**TRY IT**
Search the records below for the line containing "pub use health::health_handler;". Write out that line and every line after it exactly as written.

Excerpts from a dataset
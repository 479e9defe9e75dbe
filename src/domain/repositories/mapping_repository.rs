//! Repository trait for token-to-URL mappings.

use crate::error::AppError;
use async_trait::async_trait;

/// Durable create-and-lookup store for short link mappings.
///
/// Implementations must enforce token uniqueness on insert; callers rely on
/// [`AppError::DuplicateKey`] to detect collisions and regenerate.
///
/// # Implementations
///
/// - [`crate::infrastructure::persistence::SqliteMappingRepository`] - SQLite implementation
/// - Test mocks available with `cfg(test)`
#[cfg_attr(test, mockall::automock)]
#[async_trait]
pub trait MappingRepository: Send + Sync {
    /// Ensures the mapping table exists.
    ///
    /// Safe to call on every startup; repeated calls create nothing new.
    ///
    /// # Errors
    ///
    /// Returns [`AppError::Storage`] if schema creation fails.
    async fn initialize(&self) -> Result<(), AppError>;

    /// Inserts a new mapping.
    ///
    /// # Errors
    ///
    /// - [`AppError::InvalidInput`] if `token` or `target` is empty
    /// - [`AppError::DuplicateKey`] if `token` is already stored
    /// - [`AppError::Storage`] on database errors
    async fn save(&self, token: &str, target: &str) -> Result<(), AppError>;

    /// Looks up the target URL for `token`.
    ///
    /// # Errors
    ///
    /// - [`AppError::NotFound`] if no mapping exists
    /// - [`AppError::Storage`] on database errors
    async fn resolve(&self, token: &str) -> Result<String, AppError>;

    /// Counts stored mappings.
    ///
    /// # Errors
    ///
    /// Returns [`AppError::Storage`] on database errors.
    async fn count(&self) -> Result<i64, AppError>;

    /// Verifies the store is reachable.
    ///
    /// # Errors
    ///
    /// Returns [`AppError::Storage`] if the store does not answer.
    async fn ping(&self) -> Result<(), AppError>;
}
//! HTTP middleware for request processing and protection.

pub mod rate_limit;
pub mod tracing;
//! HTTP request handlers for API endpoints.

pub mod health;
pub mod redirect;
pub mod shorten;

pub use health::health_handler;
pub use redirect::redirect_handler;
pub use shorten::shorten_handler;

**RESPONSE TO THE EXERCISE**
pub use health::health_handler;
pub use redirect::redirect_handler;
pub use shorten::shorten_handler;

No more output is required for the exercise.